I know my friends they give me bad advice. Like move on, get you out my mind.
But don't you think I haven't even tried? You got me cornered and my hands are tied.Back to You - Louis Tomlinson
▫️▫️▫️
Suara dering ponsel membangunkan Jisoo dari tidur singkatnya. Matanya yang sembab masih sedikit berair, hidungnya sedikit merah, rambutnya berantakan. Jisoo benar-benar terlihat begitu menyedihkan di pagi hari yang cerah. Gadis itu hanya terlelap satu jam, ia terjaga hampir semalaman dengan penuh air mata.
Dering ponsel kembali berbunyi setelah berhenti beberapa saat. Jisoo mengubah posisinya menjadi duduk di tepi ranjangnya seraya meringis dan memijat pelipisnya yang terasa pening. Tangannya bergerak meraih ponsel, membaca sebuah nama pemanggil yang tertera di layar tanpa berniat menjawab langsung panggilan tersebut.
Membuang nafas secara perlahan, Jisoo mencoba menetralisir isak tangisnya yang masih tersisa. Lantas, ia menggeser ikon berwarna hijau untuk menjawab telepon tersebut.
"Halo." suara Jisoo terdengar serak dan sengau.
"Ji, kamu sakit?" tanya Jinyoung dengan intonasi khawatir.
"Enggak." jawab Jisoo. Ia bahkan menahan isakan tangisnya yang masih tersisa agar Jinyoung tidak mendengarnya dan bertanya-tanya tentang keadaannya.
"Serius kamu gak apa-apa? Suara kamu kedengerannya kayak yang sakit. Kita ke dokter sekarang ya—"
"Jinyoung, aku gak apa-apa. Kamu gak perlu khawatir," ucapnya, memotong ucapan Jinyoung. Jisoo menghela nafas lagi. "Ada apa nelfon?"
"Aku anter kamu ke kampus sekarang ya?"
Jisoo mengusap sisa air mata di ujung matanya. "Gak usah, aku berangkat sendiri aja gak apa-apa."
"Tapi aku udah ada di depan rumah kamu sekarang." balas Jinyoung yang membuat Jisoo sedikit terkejut.
Gadis itu bangkit dari tempatnya, berjalan mendekati jendela kamar dan membuka tirainya, berharap Jinyoung hanya berbohong padanya karena ia sedang tidak ingin bertemu dengan kekasihnya. Setidaknya sampai keadaannya sedikit membaik. Namun Jinyoung tidak berbohong, Jisoo dapat melihat kekasihnya yang kini tersenyum cerah seraya melambai ke arahnya.
"Ciaa! Baru bangun tidur ya? Hayoloh, pasti begadang." Jinyoung terkekeh setelahnya.

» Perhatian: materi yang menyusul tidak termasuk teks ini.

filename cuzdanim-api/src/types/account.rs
use super::{AccountType, Currency};
use chrono::{DateTime, Utc};
use serde::{Deserialize, Serialize};

#[derive(Serialize, Deserialize, Debug, Clone, PartialEq)]
#[serde(rename_all = "camelCase")]
pub struct Account {
    pub id: String,
    pub name: String,
    pub r#type: String,
    pub balance: f64,
    pub currency: String,
    pub bank_name: Option<String>,
    pub iban: Option<String>,
    pub is_active: bool,
    pub created_at: DateTime<Utc>,
}

#[derive(Serialize, Deserialize, Debug, Clone, PartialEq)]
#[serde(rename_all = "camelCase")]
pub struct CreateAccountRequest {
    pub name: String,
    pub r#type: AccountType,
    pub initial_balance: f64,
    pub currency: Currency,
    #[serde(skip_serializing_if = "Option::is_none")]
    pub bank_name: Option<String>,
    #[serde(skip_serializing_if = "Option::is_none")]
    pub iban: Option<String>,
}

#[derive(Serialize, Deserialize, Debug, Clone, PartialEq, Eq)]
#[serde(rename_all = "camelCase")]
pub struct UpdateAccountRequest {
    pub name: String,
    pub is_active: bool,
    pub include_in_total_balance: bool,
}
use super::Currency;
use chrono::{DateTime, Utc};
use serde::{Deserialize, Serialize};

#[derive(Serialize, Deserialize, Debug, Clone, PartialEq)]
#[serde(rename_all = "camelCase")]
pub struct Goal {
    pub id: String,
    pub name: String,
    pub description: Option<String>,
    pub target_amount: f64,
    pub current_amount: f64,
    pub currency: String,
    pub target_date: DateTime<Utc>,
    pub status: String,
    pub progress_percentage: f64,
    pub days_remaining: i64,
    pub remaining_amount: f64,
    pub image_url: Option<String>,
    pub icon: Option<String>,
    pub is_shared: bool,
    pub created_at: DateTime<Utc>,
}

#[derive(Serialize, Deserialize, Debug, Clone, PartialEq)]
#[serde(rename_all = "camelCase")]
pub struct CreateGoalRequest {
    pub name: String,
    #[serde(skip_serializing_if = "Option::is_none")]
    pub description: Option<String>,
    pub target_amount: f64,
    pub currency: Currency,
    pub target_date: DateTime<Utc>,
    #[serde(skip_serializing_if = "Option::is_none")]
    pub image_url: Option<String>,
    #[serde(skip_serializing_if = "Option::is_none")]
    pub icon: Option<String>,
}

#[derive(Serialize, Deserialize, Debug, Clone, PartialEq)]
#[serde(rename_all = "camelCase")]
pub struct UpdateGoalRequest {
    pub name: String,
    #[serde(skip_serializing_if = "Option::is_none")]
    pub description: Option<String>,
    pub target_amount: f64,
    pub currency: Currency,
    pub target_date: DateTime<Utc>,
}

#[derive(Serialize, Deserialize, Debug, Clone, PartialEq)]
#[serde(rename_all = "camelCase")]
pub struct AddContributionRequest {
    pub amount: f64,
    pub currency: Currency,
}
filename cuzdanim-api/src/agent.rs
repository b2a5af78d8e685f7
//! Implementation of [`Agent`] and definitions of session storage for it.
//!
//! The agent attaches the stored access token to every request. When the
//! server rejects a request with HTTP 401, one token refresh is performed no
//! matter how many requests fail concurrently; the rejected requests are
//! queued while it runs and replayed once with the new credentials. If the
//! refresh itself fails, the stored pair is discarded (forced logout) and
//! every queued request receives the refresh error.

mod inner;
pub mod store;

use self::store::{Session, TokenKind};
use crate::client::Service;
use crate::types::auth::{LoginRequest, LoginResponse, RegisterRequest, RegisterResponse};
use cuzdanim_common::store::Store;
use cuzdanim_http::{ApiClient, Error};
use std::{ops::Deref, sync::Arc};

pub struct CredentialSession<S, T>
where
    S: Store<TokenKind, String> + Send + Sync,
    S::Error: Send + Sync + 'static,
    T: ApiClient + Send + Sync,
{
    store: Arc<inner::Store<S>>,
    inner: Arc<inner::Client<S, T>>,
    pub api: Service<inner::Client<S, T>>,
}

impl<S, T> CredentialSession<S, T>
where
    S: Store<TokenKind, String> + Send + Sync,
    S::Error: Send + Sync + 'static,
    T: ApiClient + Send + Sync,
{
    pub fn new(api: T, store: S) -> Self {
        let store = Arc::new(inner::Store::new(store, api.base_uri()));
        let inner = Arc::new(inner::Client::new(Arc::clone(&store), api));
        Self { store, inner: Arc::clone(&inner), api: Service::new(inner) }
    }
    /// Start a new session with this agent.
    pub async fn login(
        &self,
        email: impl AsRef<str>,
        password: impl AsRef<str>,
    ) -> Result<LoginResponse, Error> {
        let result = self
            .api
            .auth
            .login(LoginRequest {
                email: email.as_ref().into(),
                password: password.as_ref().into(),
                ip_address: None,
            })
            .await?;
        self.store
            .set(TokenKind::Access, result.access_token.clone())
            .await
            .map_err(|e| Error::SessionStore(Box::new(e)))?;
        self.store
            .set(TokenKind::Refresh, result.refresh_token.clone())
            .await
            .map_err(|e| Error::SessionStore(Box::new(e)))?;
        Ok(result)
    }
    /// Create a new user account. No session is started; call
    /// [`login()`](CredentialSession::login) afterwards.
    pub async fn register(&self, input: RegisterRequest) -> Result<RegisterResponse, Error> {
        self.api.auth.register(input).await
    }
    /// Resume a pre-existing session with this agent.
    pub async fn resume_session(&self, session: Session) -> Result<(), Error> {
        self.store
            .set(TokenKind::Access, session.access_token)
            .await
            .map_err(|e| Error::SessionStore(Box::new(e)))?;
        self.store
            .set(TokenKind::Refresh, session.refresh_token)
            .await
            .map_err(|e| Error::SessionStore(Box::new(e)))?;
        Ok(())
    }
    /// End the session and discard the stored token pair.
    pub async fn logout(&self) -> Result<(), Error> {
        self.store.clear().await.map_err(|e| Error::SessionStore(Box::new(e)))
    }
    /// Get the current session.
    pub async fn get_session(&self) -> Option<Session> {
        let access_token = self.store.get(&TokenKind::Access).await.ok().flatten()?;
        let refresh_token = self.store.get(&TokenKind::Refresh).await.ok().flatten()?;
        Some(Session { access_token, refresh_token, expires_at: None })
    }
    /// Set the current endpoint.
    pub fn configure_endpoint(&self, endpoint: String) {
        self.inner.configure_endpoint(endpoint);
    }
    /// Get the current endpoint.
    pub fn get_endpoint(&self) -> String {
        self.store.get_endpoint()
    }
}

/// A Cüzdanım API agent.
/// Manages session token lifecycles and provides convenience methods.
pub struct Agent<S, T>
where
    S: Store<TokenKind, String> + Send + Sync,
    S::Error: Send + Sync + 'static,
    T: ApiClient + Send + Sync,
{
    inner: CredentialSession<S, T>,
}

impl<S, T> Agent<S, T>
where
    S: Store<TokenKind, String> + Send + Sync,
    S::Error: Send + Sync + 'static,
    T: ApiClient + Send + Sync,
{
    /// Create a new agent.
    pub fn new(api: T, store: S) -> Self {
        Self { inner: CredentialSession::new(api, store) }
    }
}

impl<S, T> Deref for Agent<S, T>
where
    S: Store<TokenKind, String> + Send + Sync,
    S::Error: Send + Sync + 'static,
    T: ApiClient + Send + Sync,
{
    type Target = CredentialSession<S, T>;

    fn deref(&self) -> &Self::Target {
        &self.inner
    }
}
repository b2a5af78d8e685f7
#![doc = include_str!("../README.md")]
pub mod store;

Bukan begadang lagi, Jisoo hampir tidak tidur semalaman.
"Kenapa mendadak jemput? Emangnya kamu hari ini gak masuk kuliah?" tanya Jisoo, masih memandang Jinyoung melalui jendela kamarnya. Semoga saja wajah sehabis menangisnya yang sangat kentara tidak terlihat jelas oleh kekasihnya.
"Masuk, nanti siang." jawab Jinyoung.
Lagi-lagi Jisoo menghela nafas. "Yaudah, aku siap-siap dulu. Tunggu sebentar, aku gak akan lama."
Jisoo mematikan sambungan ponselnya dan bersiap untuk mandi. Ia masuk ke dalam kamar mandi yang ada di dalam kamarnya, lalu berdiri melihat pantulan dirinya di depan cermin. Rasanya berat sekali untuk menjalani aktivitas, semangat dan gairahnya hilang begitu saja. Entahlah, rasanya seperti ada yang hilang dari separuh dirinya.
"Bahagia selalu, Ji. Makasih untuk semua hal yang pernah kita lakukan bersama. Dan, maaf karena belum bisa menjadi yang terbaik."
Ucapan perpisahan Seokjin beberapa jam yang lalu masih terputar jelas di dalam pikirannya dan itu membuat dadanya terasa sesak. Bahkan ketika Seokjin tahu kesalahan dirinya, lelaki itu sama sekali tidak menyalahkannya sedikitpun. Seokjin malah mengatakan bahwa semua ini adalah kesalahannya, bukan kesalahan Jisoo.